Task description:
Pick out every line in the data below that holds "impl".

Saved data entries:
::::::::::
use crate::producer::{IntoProducer, Producer, SizeHint};

/// A producer that maps each element to a sub-producer and yields the
/// sub-producers' elements in sequence. Created by
/// [`ProducerExt::flat_map`](crate::ProducerExt::flat_map).
///
/// The outer cursor only advances once the current sub-producer is
/// fully drained, so element order is depth-first: all of the first
/// sub-producer, then all of the second, and so on.
pub struct FlatMap<I, J, F>
where
    J: IntoProducer,
{
    outer: I,
    f: F,
    current: Option<J::Into>,
}

impl<I, J, F> FlatMap<I, J, F>
where
    J: IntoProducer,
{
    pub(crate) fn new(outer: I, f: F) -> FlatMap<I, J, F> {
        FlatMap { outer, f, current: None }
    }
}

impl<I, J, F> Producer for FlatMap<I, J, F>
where
    I: Producer,
    J: IntoProducer,
    F: FnMut(I::Item) -> J,
{
    type Item = J::Item;

    fn next(&mut self) -> Option<J::Item> {
        loop {
            if let Some(ref mut sub) = self.current {
                if let Some(x) = sub.next() {
                    return Some(x);
                }
                self.current = None;
            }
            let elem = self.outer.next()?;
            self.current = Some((self.f)(elem).into_producer());
        }
    }

    #[inline]
    fn size_hint(&self) -> SizeHint {
        // Sub-producer lengths are unknowable without running the
        // function, so no bound can be offered.
        (0, None)
    }
}

/// A producer that removes one level of nesting. Created by
/// [`ProducerExt::flatten`](crate::ProducerExt::flatten).
pub struct Flatten<I>
where
    I: Producer,
    I::Item: IntoProducer,
{
    outer: I,
    current: Option<<I::Item as IntoProducer>::Into>,
}

impl<I> Flatten<I>
where
    I: Producer,
    I::Item: IntoProducer,
{
    pub(crate) fn new(outer: I) -> Flatten<I> {
        Flatten { outer, current: None }
    }
}

impl<I> Producer for Flatten<I>
where
    I: Producer,
    I::Item: IntoProducer,
{
    type Item = <I::Item as IntoProducer>::Item;

    fn next(&mut self) -> Option<Self::Item> {
        loop {
            if let Some(ref mut sub) = self.current {
                if let Some(x) = sub.next() {
                    return Some(x);
                }
                self.current = None;
            }
            let elem = self.outer.next()?;
            self.current = Some(elem.into_producer());
        }
    }

    #[inline]
    fn size_hint(&self) -> SizeHint {
        (0, None)
    }
}

#[cfg(test)]
mod tests {
    use crate::source::{from_range, from_vec};
    use crate::{Producer, ProducerExt};

    #[test]
    fn flat_map_drains_each_sub_producer_fully() {
        let repeated = from_vec(vec![1, 2, 3])
            .flat_map(|x| vec![x; x as usize])
            .collect();
        assert_eq!(repeated, vec![1, 2, 2, 3, 3, 3]);
    }

    #[test]
    fn flat_map_over_ranges() {
        let triangles = from_range(0, 4).flat_map(|n| from_range(0, n)).collect();
        assert_eq!(triangles, vec![0, 0, 1, 0, 1, 2]);
    }

    #[test]
    fn flat_map_skips_empty_sub_producers() {
        let some = from_vec(vec![0, 2, 0, 1])
            .flat_map(|x| vec![x; x as usize])
            .collect();
        assert_eq!(some, vec![2, 2, 1]);
    }

    #[test]
    fn flatten_removes_one_level() {
        let flat = from_vec(vec![vec![1, 2], vec![], vec![3]])
            .flatten()
            .collect();
        assert_eq!(flat, vec![1, 2, 3]);
    }

    #[test]
    fn flatten_of_empty_outer() {
        let flat = from_vec(Vec::<Vec<i32>>::new()).flatten().collect();
        assert_eq!(flat, Vec::<i32>::new());
    }

    #[test]
    fn flatten_is_lazy_per_pull() {
        let mut it = from_vec(vec![vec![1, 2], vec![3]]).flatten();
        assert_eq!(it.next(), Some(1));
        assert_eq!(it.next(), Some(2));
        assert_eq!(it.next(), Some(3));
        assert_eq!(it.next(), None);
    }
}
::::::::::
Solution for this exercise:
impl<I, J, F> FlatMap<I, J, F>
impl<I, J, F> Producer for FlatMap<I, J, F>
impl<I> Flatten<I>
impl<I> Producer for Flatten<I>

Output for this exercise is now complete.